I’ve since upgraded to PSPX and PSP 14, so I am very familiar with the program. Lets start with the inevitable comparison to photoshop. Paint Shop Pro can do, and has been able to do, 95%+ of what Photoshop as been able to do all along… Layers, yep had them forever, curves, yep… Color enhancement, easy one fixes and removing objects, they are all there. White balance correction, yep - in several places actually. It can read raw files from most major camera makers and will save to any format you can imagine. It can remove objects, repair old photos, make new photos look old, add frames, upload to Flickr, facebook, photobucket, etc… It really does it al.
Paint Shop Pro is powerful enough for anyone, even the snide, presumptuous photo editors that would have you believe that if your photo editing package didn’t cost $500 then it isn’t worth looking at… Pure elitist hogwash.
ANYTHING that you want to do with a photo can be done with this program.
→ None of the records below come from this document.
//! The backend contract: one trait every resource manager adapter implements.
//!
//! The [`Lrms`] trait defines the lifecycle the engine drives for every
//! batch job, whatever scheduler sits on the other side:
//!
//! ```text
//!   submit_job() ──→ update_job_state() ··· ──→ get_results() ──→ free()
//!     (async)           (async, polled)            (async)        (async)
//!                            │
//!                            └──→ cancel_job() at any point
//! ```
//!
//! ## Design principles
//!
//! - **Async-native**: every method that talks to the resource is async.
//! - **Thread-safe**: `Send + Sync` bound enables shared ownership behind
//!   `Arc<dyn Lrms>`.
//! - **Caller-owned jobs**: adapters never store jobs; they write
//!   observations into the `&mut Job` they are handed, and the borrow
//!   rules serialize calls on one job for free.
//! - **Observations only**: adapters report the remote state; lifecycle
//!   decisions (closing records, retries) belong to the driver above.
//!
//! ## Method table
//!
//! | Method | Kind | Returns |
//! |--------|------|---------|
//! | `name()` | sync | `&str` |
//! | `limits()` | sync | `&LrmsLimits` |
//! | `submit_job()` | async | `LrmsResult<()>` |
//! | `update_job_state()` | async | `LrmsResult<RunState>` |
//! | `get_accounting()` | async | `LrmsResult<Option<AccountingRecord>>` |
//! | `cancel_job()` | async | `LrmsResult<()>` |
//! | `get_results()` | async | `LrmsResult<Vec<PathBuf>>` |
//! | `free()` | async | `LrmsResult<()>` |
//! | `get_resource_status()` | async | `LrmsResult<ResourceSnapshot>` |
//! | `peek()` | async | `LrmsResult<Vec<u8>>` |
//! | `close()` | async | `LrmsResult<()>` |

use std::path::{Path, PathBuf};

use async_trait::async_trait;
use chrono::{DateTime, NaiveDateTime, Utc};
use serde::{Deserialize, Serialize};

use gridr_units::{Duration, Memory};

use crate::error::LrmsResult;
use crate::job::{Arch, Job, JobRequest};
use crate::run::{ExitStatus, RunState};

/// Static capacity limits a resource declares about itself.
///
/// The driver matches a [`JobRequest`] against these before attempting a
/// submission, so obviously-impossible requests fail locally instead of
/// bouncing off the scheduler.
#[derive(Debug, Clone, PartialEq, Serialize, Deserialize)]
pub struct LrmsLimits {
    /// Total execution slots on the resource.
    pub max_cores: u32,
    /// Largest number of slots a single job may take.
    pub max_cores_per_job: u32,
    /// Largest memory-per-core request the resource accepts.
    pub max_memory_per_core: Memory,
    /// Longest wall-clock time a job may run.
    pub max_walltime: Duration,
    /// Architectures present on the resource. Empty means unconstrained.
    pub architectures: Vec<Arch>,
}

impl LrmsLimits {
    /// Whether a request fits inside these limits.
    ///
    /// Unconstrained request fields always fit; an architecture requirement
    /// is checked only when the resource declares its architectures.
    pub fn admits(&self, request: &JobRequest) -> bool {
        if request.cores > self.max_cores_per_job || request.cores > self.max_cores {
            return false;
        }
        if let Some(memory) = request.memory_per_core {
            if memory > self.max_memory_per_core {
                return false;
            }
        }
        if let Some(walltime) = request.walltime {
            if walltime > self.max_walltime {
                return false;
            }
        }
        if let Some(arch) = request.architecture {
            if !self.architectures.is_empty() && !self.architectures.contains(&arch) {
                return false;
            }
        }
        true
    }
}

/// Point-in-time occupancy of a resource, from its live queue.
#[derive(Debug, Clone, PartialEq, Serialize, Deserialize)]
pub struct ResourceSnapshot {
    /// Total execution slots, for backends that report them.
    pub total_slots: Option<u32>,
    /// Currently idle slots, for backends that report them.
    pub free_slots: Option<u32>,
    /// Jobs currently executing, all users.
    pub total_running: u32,
    /// Jobs waiting in the queue, all users.
    pub total_queued: u32,
    /// Jobs currently executing that belong to the configured user.
    pub own_running: u32,
    /// Jobs waiting in the queue that belong to the configured user.
    pub own_queued: u32,
    /// When the queue was actually observed. Cached snapshots keep the
    /// observation time, not the cache-hit time.
    pub observed_at: DateTime<Utc>,
}

/// Accounted usage of a finished job, as the scheduler recorded it.
///
/// Timestamps are naive on purpose: they are read off the scheduler's
/// clock in the scheduler's timezone, and pretending to know their UTC
/// offset would be inventing data.
#[derive(Debug, Clone, PartialEq, Serialize, Deserialize)]
pub struct AccountingRecord {
    /// Slots the job actually held.
    pub cores: u32,
    /// Wall-clock time from start to end.
    pub duration: Duration,
    /// CPU time summed over all slots.
    pub used_cpu_time: Duration,
    /// Peak virtual memory over all steps, when the scheduler sampled it.
    pub max_used_memory: Option<Memory>,
    /// Peak resident set size over all steps, when sampled.
    pub max_used_rss: Option<Memory>,
    /// When the scheduler accepted the job.
    pub submitted_at: Option<NaiveDateTime>,
    /// When the job started executing.
    pub started_at: Option<NaiveDateTime>,
    /// When the job finished.
    pub completed_at: Option<NaiveDateTime>,
    /// Exit status reconstructed from the scheduler's record.
    pub exit_status: Option<ExitStatus>,
}

/// A batch-system backend (LRMS: local resource management system).
///
/// # Contract
///
/// - `name()` and `limits()` MUST be synchronous and infallible; both are
///   fixed at construction time.
/// - `submit_job()` stages inputs into a fresh sandbox, submits, and
///   records the backend job id and sandbox path on the job's execution
///   record. It MUST NOT change the lifecycle state: the driver moves the
///   record to `SUBMITTED` when the call returns.
/// - `update_job_state()` observes the remote state and applies it through
///   `Run::transition`. When the job has left the live queue it consults
///   accounting for the final record; while neither source answers it
///   keeps the last observed state for a configured grace window, and only
///   after that window does it move the job to `UNKNOWN` and surface
///   `TransientInfoSystem`. A later successful observation recovers the
///   job out of `UNKNOWN`.
/// - `get_accounting()` is best-effort: `Ok(None)` when the scheduler has
///   no final record (yet), an error only for malformed answers.
/// - `cancel_job()` MUST be idempotent: cancelling a job the scheduler no
///   longer knows about succeeds.
/// - `get_results()` downloads collected outputs into `download_dir`,
///   staging each file next to its destination and renaming into place so
///   a failed transfer never leaves a truncated file under the final name.
///   Declared outputs missing from the sandbox are skipped, not errors.
/// - `free()` removes the sandbox. Failures are logged and swallowed; a
///   leaked sandbox is not worth failing a finished job over.
/// - `peek()` reads a byte range from a file in the sandbox of a live job;
///   a negative `offset` counts from the end of the file.
/// - `close()` releases the transport. Idempotent.
#[async_trait]
pub trait Lrms: Send + Sync {
    /// Resource name, unique among the configured resources.
    fn name(&self) -> &str;

    /// Declared capacity limits, fixed at construction.
    fn limits(&self) -> &LrmsLimits;

    /// Stage inputs and submit the job to the scheduler.
    async fn submit_job(&self, job: &mut Job) -> LrmsResult<()>;

    /// Observe the remote state and update the job's execution record.
    async fn update_job_state(&self, job: &mut Job) -> LrmsResult<RunState>;

    /// Fetch the scheduler's accounting record for a finished job.
    async fn get_accounting(&self, job: &Job) -> LrmsResult<Option<AccountingRecord>>;

    /// Ask the scheduler to cancel the job.
    async fn cancel_job(&self, job: &mut Job) -> LrmsResult<()>;

    /// Download the job's collected outputs into `download_dir`.
    ///
    /// Returns the local paths actually written. Existing destination
    /// files are left untouched unless `overwrite` is set. A failed
    /// download leaves no partial file behind.
    async fn get_results(
        &self,
        job: &mut Job,
        download_dir: &Path,
        overwrite: bool,
    ) -> LrmsResult<Vec<PathBuf>>;

    /// Remove the job's remote sandbox.
    async fn free(&self, job: &mut Job) -> LrmsResult<()>;

    /// Observe the resource's current occupancy.
    async fn get_resource_status(&self) -> LrmsResult<ResourceSnapshot>;

    /// Read a byte range from a file in the job's sandbox.
    async fn peek(
        &self,
        job: &Job,
        remote_path: &str,
        offset: i64,
        size: Option<u64>,
    ) -> LrmsResult<Vec<u8>>;

    /// Release the resource's transport. Idempotent.
    async fn close(&self) -> LrmsResult<()>;
}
So why isn’t it more widely accepted?nnWell, the industry likes a standard and photoshop was the standard back when PSP was still a $79 shareware program. So Photoshop became the standard. And once you learn the way a program works, you don’t want to have to relearn the way another program works. Often it is as simple as which key combinations you have to press. Once you have mastered one program, you don’t want to have to go back and relearn how to accomplish the same thing in another program.
There is one other big difference. Photoshop has always been far ahead of Paint Shop Pro in standardizing what colors you see on a photo no matter what monitor or computer you are using to view the photo. PSP only recently started trying to make this a priority.
For someone sending their work to LIFE magazine, this is important. For someone sending photos to Walgreens.com or making a shutterfly book for family and friends, it is not. All of the photo printers have software that corrects that sort of thing.
In the end it is fairly simple. If you need photoshop, get it. You will KNOW if you NEED it. If you aren’t sure, then you don’t need Photoshop. If you think you need PhotoShop, you probably DON’T need it. If $500 is chump change to you, then go ahead and get photoshop. If you make a living sending photos to major publications, get photoshop.
On the other hand, if $500 is a lot of money to you, get Paint Shop Pro. It is a super powerful photo editing program that has the power of photoshop under the hood, but with the ease of use that you would expect from a much less powerful program. You truly get the best of both worlds with Paint Shop Pro!nnLow price, ease of use and many automated picture fixing options, yet you also have the power of layers, curves and white balancing no so much more if you are willing to learn how to use them. This is truly a bargain priced program that does virtually everything PS does (and some things it does better) at a fraction of the cost.